200,000 patients would have wrong site surgeries performed each year (The actual rate is 0.00000893)

So 99% may sound like having high standards, but it is really not that high.  When we are the customer, we want everything done correctly every time.  As leaders we have a responsibility to put systems in place to drive the error our of our processes.  As stated in an earlier blog, variability is the enemy of quality.  Looking back at the control chart, you will notice that as variability decreases, performance improves, and the control lines reset.

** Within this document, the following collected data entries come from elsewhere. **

// file: src/config.rs
// description: application configuration management with toml support
// reference: https://docs.rs/config

use crate::error::{Result, SyncError};
use crate::utils::Validator;
use dotenvy::dotenv;
use serde::{Deserialize, Serialize};
use std::collections::HashMap;
use std::path::{Path, PathBuf};
use std::time::Duration;

pub const DEFAULT_REMOTE_CALL_TIMEOUT_MS: u64 = 30_000;

#[derive(Debug, Clone, Deserialize, Serialize)]
pub struct Config {
    #[serde(default)]
    pub sync: SyncConfig,
    #[serde(default)]
    pub gateway: GatewayConfig,
}

#[derive(Debug, Clone, Deserialize, Serialize)]
pub struct SyncConfig {
    #[serde(default = "default_timeout_ms")]
    pub remote_call_timeout_ms: u64,
}

impl SyncConfig {
    pub fn remote_call_timeout(&self) -> Duration {
        Duration::from_millis(self.remote_call_timeout_ms)
    }
}

impl Default for SyncConfig {
    fn default() -> Self {
        Self {
            remote_call_timeout_ms: DEFAULT_REMOTE_CALL_TIMEOUT_MS,
        }
    }
}

#[derive(Debug, Clone, Copy, Deserialize, Serialize, PartialEq, Eq, Default)]
#[serde(rename_all = "lowercase")]
pub enum GatewayKind {
    #[default]
    File,
    Http,
}

#[derive(Debug, Clone, Deserialize, Serialize)]
pub struct GatewayConfig {
    #[serde(default)]
    pub kind: GatewayKind,
    #[serde(default = "default_registry_path")]
    pub registry_path: PathBuf,
    #[serde(default)]
    pub connections: HashMap<String, ConnectionConfig>,
}

impl Default for GatewayConfig {
    fn default() -> Self {
        Self {
            kind: GatewayKind::File,
            registry_path: default_registry_path(),
            connections: HashMap::new(),
        }
    }
}

#[derive(Debug, Clone, Deserialize, Serialize)]
pub struct ConnectionConfig {
    pub base_url: String,
    pub token: Option<String>,
}

fn default_timeout_ms() -> u64 {
    DEFAULT_REMOTE_CALL_TIMEOUT_MS
}

fn default_registry_path() -> PathBuf {
    PathBuf::from("./data/repositories.json")
}

impl Config {
    pub fn load(path: Option<&Path>) -> Result<Self> {
        dotenv().ok();

        let mut builder = config::Config::builder();

        if let Some(path) = path {
            builder = builder.add_source(config::File::from(path));
        } else {
            builder = builder.add_source(
                config::File::from(Path::new("config/default.toml")).required(false),
            );
        }

        builder = builder.add_source(
            config::Environment::with_prefix("TEMPLATE_SYNC")
                .separator("__")
                .try_parsing(true),
        );

        let settings = builder
            .build()
            .map_err(|e| SyncError::Config(e.to_string()))?;

        let config: Config = settings
            .try_deserialize()
            .map_err(|e| SyncError::Config(e.to_string()))?;

        config.validate()?;
        Ok(config)
    }

    pub fn default_config() -> Self {
        Self {
            sync: SyncConfig::default(),
            gateway: GatewayConfig::default(),
        }
    }

    pub fn validate(&self) -> Result<()> {
        if self.sync.remote_call_timeout_ms == 0 {
            return Err(SyncError::Config(
                "remote_call_timeout_ms must be greater than 0".to_string(),
            ));
        }

        for (id, connection) in &self.gateway.connections {
            Validator::validate_connection_id(id)
                .map_err(|e| SyncError::Config(e.to_string()))?;
            Validator::validate_url(&connection.base_url).map_err(|e| {
                SyncError::Config(format!("connection {}: {}", id, e))
            })?;
        }

        if self.gateway.kind == GatewayKind::Http && self.gateway.connections.is_empty() {
            return Err(SyncError::Config(
                "http gateway requires at least one [gateway.connections.<id>] entry".to_string(),
            ));
        }

        Ok(())
    }
}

One of the most consistent teams that I have seen work is the Level I trauma team.  Upon a 5 minute notification, the whole team assembles in the trauma bay and suits up with protective apparel.  A chart on the wall used to teach new members shows where each team member stands and what they are supposed to accomplish.  When the patient rolls in, the airway is verified, the patient is moved to the emergency department stretcher and team members all around the patient quietly and competently work to assess and save the seriously injured patient.  The patient is sedated, intubated, blood is administered, an x-ray is taken, an ultrasound is completed and the patient is readied for transport to CT Scan or to the OR depending upon their injuries.  All of this happens, day after day, consistently in 17 minutes.  I have seen other teams work with disorganization, raised voices, and frustration. 

Seeing this team work demonstrates several points.  A high functioning team can come together from different disciplines and meld together in an instant if everyone knows the protocols, if the standards are set high enough that everyone knows the expectations and are commited to meeting those expectations, if there is a clear leader that is in control, and finally if the team has sufficient volume to act together to remain practiced.  That last point is important.  Much has been written in the last few years about minimum volumes of certain procedures that should be done by physicians for them to be competent to continue doing them on patients. 

Any team works better when it is well practiced.  In those circumstances where your team may be called upon infrequently to complete a critical task, it is your responsibility to conduct drills so that some "muscle memory" develops that can be called upon when the real thing happens.  Part of that is quizzing your team to see if they remember the steps to take if a particular event occurs.  Having high standards means being ready for any eventuality.  When I was in Johnson City, we were a primary trauma center for a nuclear fuel depot.  We had to have the staff ready 24x7 to use plastic and paper to wall off the emergency department to be able to accept nuclear contaminated patients.   Formal drill once a year, yes, but keeping everyone knowledgeable about what that big cart was with huge rolls of paper, etc was a constant chore.  Pressing toward the highest standard requires constant engagement from the entire management team.